Opinião
Até quando negarão que há veneno em nossos pratos?
Publicações têm data e hora certa para fechamento; se chegam depois, estimados, a fila anda
Na semana passada, entre 5 e 8 de junho, ocorreram no Palácio de Exposições do Parque Anhembi, São Paulo, a Bio Brazil Fair, ramificação da Biofach América Latina, originalmente alemã, e a Naturaltech, os maiores eventos voltados às produções e alimentação orgânicas e naturais no mundo.
Compareci pelo terceiro ano consecutivo, este último uma explosão de crescimento, desenvolvimento e inovação tecnológica para construir uma vida mais saudável no planeta.
Além das 672 empresas nacionais expositoras, 33% acima do ano passado, mais de 30 empresas, de 13 países diferentes, estiveram presentes, para um púbico de quase 50 mil visitantes. As inúmeras rodadas de negócios fazem os organizadores estimarem, até o fim do ano, geração de 1 bilhão de reais de vendas originadas pelas feiras.
Entre as autoridades, representando o Ministério da Agricultura, Pecuária e Abastecimento (MAPA), esteve lá presente a coordenadora de Produção Orgânica da Secretaria de Defesa Agropecuária, Virginia Lira. Que eu saiba, nessun altro. A ministra Tereza Cristina, nem pensar. Talvez, na faina de aprovar um agrotóxico por dia ou desfazer as tontices feitas pelo seu parça no ministério das Relações Exteriores, Ernesto Araújo.
Por dever de ofício, no entanto, entre 27 de abril e 1º de maio, compareci à 27ª Agrishow, em Ribeirão Preto. Esta, autointitulada Feira Internacional de Tecnologia Agrícola em Ação.
Estranho o “em ação”. Qual seria o contrário, não sei. Talvez implicância minha, a mesma que tenho quando o agronegócio se pretende tech, pop, tudo. Vejo alguma arrogância nisso.

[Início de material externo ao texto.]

//! In-memory stand-ins for the remote platform and the timeout notifier,
//! shared by unit tests and the integration specs.

use crate::build::Build;
use crate::reporter::TimeoutNotifier;
use async_trait::async_trait;
use cf_api::{ContainerPlatform, ContainerState, ContainerSummary, PlatformError};
use std::collections::{BTreeMap, BTreeSet};
use std::sync::atomic::{AtomicBool, AtomicU64, Ordering};
use std::sync::{Arc, Mutex};
use std::time::Duration;

/// Queue-message payload for a build with the given id and callback URLs.
pub fn build_message(build_id: &str, log_callback: &str, status_callback: &str) -> Vec<u8> {
    serde_json::json!({
        "containerEnvironment": {
            "BUILD_ID": build_id,
            "LOG_CALLBACK": log_callback,
            "STATUS_CALLBACK": status_callback,
        }
    })
    .to_string()
    .into_bytes()
}

/// A decoded build whose callbacks point nowhere routable.
pub fn build_fixture(build_id: &str) -> Build {
    let payload = build_message(
        build_id,
        &format!("http://127.0.0.1:9/log/{build_id}"),
        &format!("http://127.0.0.1:9/status/{build_id}"),
    );
    Build::from_message(&payload).expect("valid build fixture")
}

/// Scriptable [`ContainerPlatform`] recording the mutations it receives.
#[derive(Default)]
pub struct InMemoryPlatform {
    containers: Mutex<Vec<ContainerSummary>>,
    stopped: Mutex<BTreeSet<String>>,
    fail_listing: AtomicBool,
    fail_environment: AtomicBool,
    fail_restage: AtomicBool,
    mutation_delay_ms: AtomicU64,
    environment_calls: Mutex<Vec<(String, BTreeMap<String, String>)>>,
    restage_calls: Mutex<Vec<String>>,
}

impl InMemoryPlatform {
    pub fn with_containers(guids: &[&str]) -> Arc<Self> {
        let platform = Arc::new(Self::default());
        platform.set_containers(guids);
        platform
    }

    pub fn set_containers(&self, guids: &[&str]) {
        *self.containers.lock().unwrap() = guids
            .iter()
            .map(|guid| ContainerSummary {
                guid: guid.to_string(),
                name: format!("builder-{guid}"),
            })
            .collect();
    }

    pub fn mark_stopped(&self, guid: &str) {
        self.stopped.lock().unwrap().insert(guid.to_string());
    }

    pub fn fail_listing(&self, fail: bool) {
        self.fail_listing.store(fail, Ordering::SeqCst);
    }

    pub fn fail_environment(&self, fail: bool) {
        self.fail_environment.store(fail, Ordering::SeqCst);
    }

    pub fn fail_restage(&self, fail: bool) {
        self.fail_restage.store(fail, Ordering::SeqCst);
    }

    /// Delay every remote mutation, to hold `start_build` open across a
    /// suspension point.
    pub fn set_mutation_delay(&self, delay: Duration) {
        self.mutation_delay_ms
            .store(delay.as_millis() as u64, Ordering::SeqCst);
    }

    pub fn environment_calls(&self) -> Vec<(String, BTreeMap<String, String>)> {
        self.environment_calls.lock().unwrap().clone()
    }

    pub fn restage_calls(&self) -> Vec<String> {
        self.restage_calls.lock().unwrap().clone()
    }

    async fn mutation_delay(&self) {
        let millis = self.mutation_delay_ms.load(Ordering::SeqCst);
        if millis > 0 {
            tokio::time::sleep(Duration::from_millis(millis)).await;
        }
    }

    fn scripted_failure(flag: &AtomicBool, operation: &'static str) -> Result<(), PlatformError> {
        if flag.load(Ordering::SeqCst) {
            Err(PlatformError::Api {
                operation,
                status: 500,
            })
        } else {
            Ok(())
        }
    }
}

#[async_trait]
impl ContainerPlatform for InMemoryPlatform {
    async fn list_containers(&self) -> Result<Vec<ContainerSummary>, PlatformError> {
        Self::scripted_failure(&self.fail_listing, "list apps")?;
        Ok(self.containers.lock().unwrap().clone())
    }

    async fn container_state(&self, guid: &str) -> Result<ContainerState, PlatformError> {
        if self.stopped.lock().unwrap().contains(guid) {
            Ok(ContainerState::Other("STOPPED".to_string()))
        } else {
            Ok(ContainerState::Running)
        }
    }

    async fn update_environment(
        &self,
        guid: &str,
        environment: &BTreeMap<String, String>,
    ) -> Result<(), PlatformError> {
        self.mutation_delay().await;
        Self::scripted_failure(&self.fail_environment, "update environment")?;
        self.environment_calls
            .lock()
            .unwrap()
            .push((guid.to_string(), environment.clone()));
        Ok(())
    }

    async fn restage(&self, guid: &str) -> Result<(), PlatformError> {
        self.mutation_delay().await;
        Self::scripted_failure(&self.fail_restage, "restage")?;
        self.restage_calls.lock().unwrap().push(guid.to_string());
        Ok(())
    }
}

/// Notifier that records which builds were reported instead of POSTing.
#[derive(Default)]
pub struct CountingNotifier {
    reports: Mutex<Vec<String>>,
}

impl CountingNotifier {
    pub fn reports(&self) -> Vec<String> {
        self.reports.lock().unwrap().clone()
    }
}

#[async_trait]
impl TimeoutNotifier for CountingNotifier {
    async fn report_build_timeout(&self, build: &Build) {
        self.reports
            .lock()
            .unwrap()
            .push(build.build_id().to_string());
    }
}
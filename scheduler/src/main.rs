use anyhow::Result;
use cf_api::{CfApiConfig, CloudFoundryClient, ContainerPlatform};
use scheduler::config::SchedulerConfig;
use scheduler::dispatcher::BuildDispatcher;
use scheduler::pool::ContainerPool;
use scheduler::reporter::CallbackReporter;
use scheduler::server::{self, AppState};
use scheduler::worker;
use std::net::SocketAddr;
use std::sync::Arc;
use tracing::{error, info};
use tracing_subscriber::EnvFilter;

#[tokio::main]
async fn main() -> Result<()> {
    tracing_subscriber::fmt()
        .with_env_filter(EnvFilter::from_default_env())
        .init();

    let config = SchedulerConfig::default();
    info!(?config, "starting build scheduler");

    let platform: Arc<dyn ContainerPlatform> =
        Arc::new(CloudFoundryClient::new(CfApiConfig::from_env()?)?);
    let pool = Arc::new(ContainerPool::new(Arc::clone(&platform)));
    let reporter = Arc::new(CallbackReporter::new()?);
    let dispatcher = BuildDispatcher::new(
        pool.clone(),
        platform,
        reporter,
        config.build_timeout,
    );

    let refresh = tokio::spawn(pool.clone().run_refresh_loop(config.poll_interval));
    let queue = tokio::spawn(worker::run_loop(dispatcher.clone(), config.clone()));
    let addr = SocketAddr::from(([0, 0, 0, 0], config.port));
    let api = tokio::spawn(server::serve(addr, AppState { dispatcher, pool }));

    tokio::select! {
        result = refresh => {
            error!(?result, "pool refresh loop exited");
        }
        result = queue => {
            error!(?result, "build worker exited");
        }
        result = api => {
            error!(?result, "API server exited");
        }
    }

    anyhow::bail!("scheduler task exited unexpectedly")
}
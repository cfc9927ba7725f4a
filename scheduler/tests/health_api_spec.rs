//! Integration tests for the scheduler's HTTP surface: the capacity probe
//! and the build-done signal.

use scheduler::dispatcher::BuildDispatcher;
use scheduler::pool::ContainerPool;
use scheduler::server::{serve, AppState};
use scheduler::testing::{build_fixture, CountingNotifier, InMemoryPlatform};
use serial_test::serial;
use std::net::SocketAddr;
use std::sync::Arc;
use std::time::Duration;

async fn start_test_server(port: u16) -> (Arc<ContainerPool>, Arc<BuildDispatcher>) {
    let platform = InMemoryPlatform::with_containers(&["a", "b"]);
    let pool = Arc::new(ContainerPool::new(platform.clone()));
    pool.refresh().await.unwrap();
    let notifier = Arc::new(CountingNotifier::default());
    let dispatcher = BuildDispatcher::new(
        pool.clone(),
        platform,
        notifier,
        Duration::from_secs(60),
    );

    let state = AppState {
        dispatcher: dispatcher.clone(),
        pool: pool.clone(),
    };
    tokio::spawn(async move {
        let addr = SocketAddr::from(([127, 0, 0, 1], port));
        if let Err(err) = serve(addr, state).await {
            eprintln!("test server error: {err}");
        }
    });
    tokio::time::sleep(Duration::from_millis(200)).await;

    (pool, dispatcher)
}

#[tokio::test]
#[serial]
async fn given_idle_pool_when_healthcheck_then_reports_capacity() -> anyhow::Result<()> {
    let (_pool, _dispatcher) = start_test_server(18117).await;

    let body: serde_json::Value = reqwest::Client::new()
        .get("http://127.0.0.1:18117/healthcheck")
        .send()
        .await?
        .json()
        .await?;

    assert_eq!(body["ok"], true);
    assert_eq!(body["containers"], 2);
    assert_eq!(body["available"], 2);
    Ok(())
}

#[tokio::test]
#[serial]
async fn given_running_build_when_done_posted_then_container_is_freed() -> anyhow::Result<()> {
    let (pool, dispatcher) = start_test_server(18118).await;
    dispatcher.start_build(build_fixture("b-1")).await?;
    assert_eq!(pool.count_available(), 1);

    let client = reqwest::Client::new();
    let body: serde_json::Value = client
        .post("http://127.0.0.1:18118/builds/b-1/done")
        .send()
        .await?
        .json()
        .await?;
    assert_eq!(body["stopped"], true);
    assert_eq!(pool.count_available(), 2);

    // A second done signal for the same build is a no-op.
    let body: serde_json::Value = client
        .post("http://127.0.0.1:18118/builds/b-1/done")
        .send()
        .await?
        .json()
        .await?;
    assert_eq!(body["stopped"], false);
    Ok(())
}
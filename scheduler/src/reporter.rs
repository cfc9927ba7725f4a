use crate::build::Build;
use async_trait::async_trait;
use base64::engine::general_purpose::STANDARD as BASE64;
use base64::Engine as _;
use std::time::Duration;
use tracing::{info, warn};

const TIMEOUT_MESSAGE: &str = "The build timed out";
const REPORTER_SOURCE: &str = "Build scheduler";

/// Seam between the dispatcher's timeout path and the outside world, so
/// tests can observe notifications without an HTTP round trip.
#[async_trait]
pub trait TimeoutNotifier: Send + Sync {
    async fn report_build_timeout(&self, build: &Build);
}

/// Best-effort notifier: POSTs the fixed timed-out payloads to the
/// build's log and status callbacks. Delivery failures are logged and
/// swallowed; reporting must never block or fail pool reclamation.
pub struct CallbackReporter {
    http: reqwest::Client,
}

impl CallbackReporter {
    pub fn new() -> Result<Self, reqwest::Error> {
        let http = reqwest::Client::builder()
            .timeout(Duration::from_secs(30))
            .build()?;
        Ok(Self { http })
    }

    async fn post(&self, url: &str, payload: &serde_json::Value) -> anyhow::Result<()> {
        let response = self.http.post(url).json(payload).send().await?;
        anyhow::ensure!(
            response.status().is_success(),
            "callback returned HTTP {}",
            response.status()
        );
        Ok(())
    }
}

#[async_trait]
impl TimeoutNotifier for CallbackReporter {
    async fn report_build_timeout(&self, build: &Build) {
        let encoded = BASE64.encode(TIMEOUT_MESSAGE);
        let log_payload = serde_json::json!({
            "output": encoded,
            "source": REPORTER_SOURCE,
        });
        let status_payload = serde_json::json!({
            "message": encoded,
            "status": "error",
        });

        let (log_result, status_result) = tokio::join!(
            self.post(build.log_callback(), &log_payload),
            self.post(build.status_callback(), &status_payload),
        );

        let delivered = log_result.is_ok() || status_result.is_ok();
        if let Err(err) = log_result {
            warn!(build_id = %build.build_id(), error = %err, "log callback delivery failed");
        }
        if let Err(err) = status_result {
            warn!(build_id = %build.build_id(), error = %err, "status callback delivery failed");
        }
        if delivered {
            info!(build_id = %build.build_id(), "timeout reported");
        }
    }
}
use std::time::Duration;

/// Process configuration, read once at startup. The build timeout and the
/// pool poll interval flow into the dispatcher and pool constructors
/// explicitly; nothing reads the environment after startup.
#[derive(Clone, Debug)]
pub struct SchedulerConfig {
    pub nats_url: String,
    pub build_stream: String,
    pub build_subject: String,
    pub build_consumer: String, // default: build-scheduler
    pub build_timeout: Duration,
    pub poll_interval: Duration,
    pub requeue_delay: Duration,
    pub pull_timeout: Duration,
    pub port: u16,
}

fn env_u64(name: &str, default: u64) -> u64 {
    std::env::var(name)
        .ok()
        .and_then(|s| s.parse().ok())
        .unwrap_or(default)
}

fn env_u16(name: &str, default: u16) -> u16 {
    std::env::var(name)
        .ok()
        .and_then(|s| s.parse().ok())
        .unwrap_or(default)
}

impl Default for SchedulerConfig {
    fn default() -> Self {
        Self {
            nats_url: std::env::var("NATS_URL")
                .unwrap_or_else(|_| "nats://127.0.0.1:4222".to_string()),
            build_stream: std::env::var("BUILD_STREAM").unwrap_or_else(|_| "BUILDS".to_string()),
            build_subject: std::env::var("BUILD_SUBJECT")
                .unwrap_or_else(|_| "builds.v1.requests".to_string()),
            build_consumer: std::env::var("BUILD_CONSUMER")
                .unwrap_or_else(|_| "build-scheduler".to_string()),
            build_timeout: Duration::from_secs(env_u64("BUILD_TIMEOUT_SECONDS", 1200)),
            poll_interval: Duration::from_secs(env_u64("POOL_POLL_SECONDS", 60)),
            requeue_delay: Duration::from_millis(env_u64("BUILD_REQUEUE_DELAY_MS", 5000)),
            pull_timeout: Duration::from_millis(env_u64("PULL_TIMEOUT_MS", 1500)),
            port: env_u16("PORT", 8080),
        }
    }
}

#[cfg(test)]
mod tests {
    use super::*;
    use serial_test::serial;

    #[test]
    #[serial]
    fn defaults_apply_without_environment() {
        std::env::remove_var("BUILD_TIMEOUT_SECONDS");
        std::env::remove_var("POOL_POLL_SECONDS");

        let cfg = SchedulerConfig::default();
        assert_eq!(cfg.build_timeout, Duration::from_secs(1200));
        assert_eq!(cfg.poll_interval, Duration::from_secs(60));
        assert_eq!(cfg.build_consumer, "build-scheduler");
    }

    #[test]
    #[serial]
    fn out_of_range_port_falls_back_to_default() {
        std::env::set_var("PORT", "70000");
        let cfg = SchedulerConfig::default();
        assert_eq!(cfg.port, 8080);

        std::env::set_var("PORT", "9090");
        let cfg = SchedulerConfig::default();
        assert_eq!(cfg.port, 9090);
        std::env::remove_var("PORT");
    }

    #[test]
    #[serial]
    fn environment_overrides_timeout() {
        std::env::set_var("BUILD_TIMEOUT_SECONDS", "45");
        let cfg = SchedulerConfig::default();
        assert_eq!(cfg.build_timeout, Duration::from_secs(45));
        std::env::remove_var("BUILD_TIMEOUT_SECONDS");
    }
}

Bem, lá sim estava uma empolgada ministra a anunciar um saco de bondades aos ruralistas, logo negados pelo superministro da mínima Economia, Paulo Guedes. Esses olhinhos se marejaram em lágrimas com o discurso do surpreendente Capitão Jair Bolsonaro.
Mas, ranzinza, vamos à essência desta coluna.
Na edição impressa nº 1058 de CartaCapital, 12 de junho de 2019, entre as cartas recebidas está uma da Assessoria Especial de Comunicação e Eventos do MAPA.
Mais uma implicância. A designação completa me comeria e encheria suas paciências em 65 caracteres a mais. Por respeito, deixei o ‘especial’ e o ‘eventos’. Também não precisaria.
Na carta, os especiais criticam matéria da Carta, “O Veneno da Musa”. Querem um “outro lado”, pois creem que “Nem nós [eles], nem o Ibama, nem a Anvisa, envenenamos o prato de ninguém”.
Ao reclamar da não publicação dos argumentos de seus técnicos esquecem dois aspectos: 1) caso sejam sérios, concordariam com a matéria, pois, sabem que a imponente liberação dos registros de agrotóxicos trará sérias implicações no campo; 2) publicações têm data e hora certa para fechamento; se chegam depois, estimados, a fila anda.
Como álibi, mencionam a presença da ministra na Semana de Orgânicos, promovida pelo MAPA, em seu lançamento. São feiras estaduais, de menor expressão, e a que ela compareceu em seu próprio quintal, Brasília, DF. Nada mais fácil.
Mas os especiais acham que não envenenam o prato de ninguém. Ah, não? Envenenam, sim, inclusive os de vocês mesmos nos refeitórios e restaurantes da Esplanada dos Ministérios.
Quem diz isso são vocês mesmos em seu Programa de Análise de Resíduos de Agrotóxicos em Alimentos (PARA), criado em 2001, e estranhamente não mais divulgado, a partir de 2015.
Já me ocupei do assunto aqui várias vezes. Não voltarei com dados do passado. Tenho certeza que tudo melhorou e virou natural e orgânico, depois da “Musa do Veneno” ter assumido o ministério.
Nossos pratos exprimem briga entre cobra coral e cascavel, meus diletos “especiais”.
Inté.
Este texto não representa, necessariamente, a opinião de CartaCapital.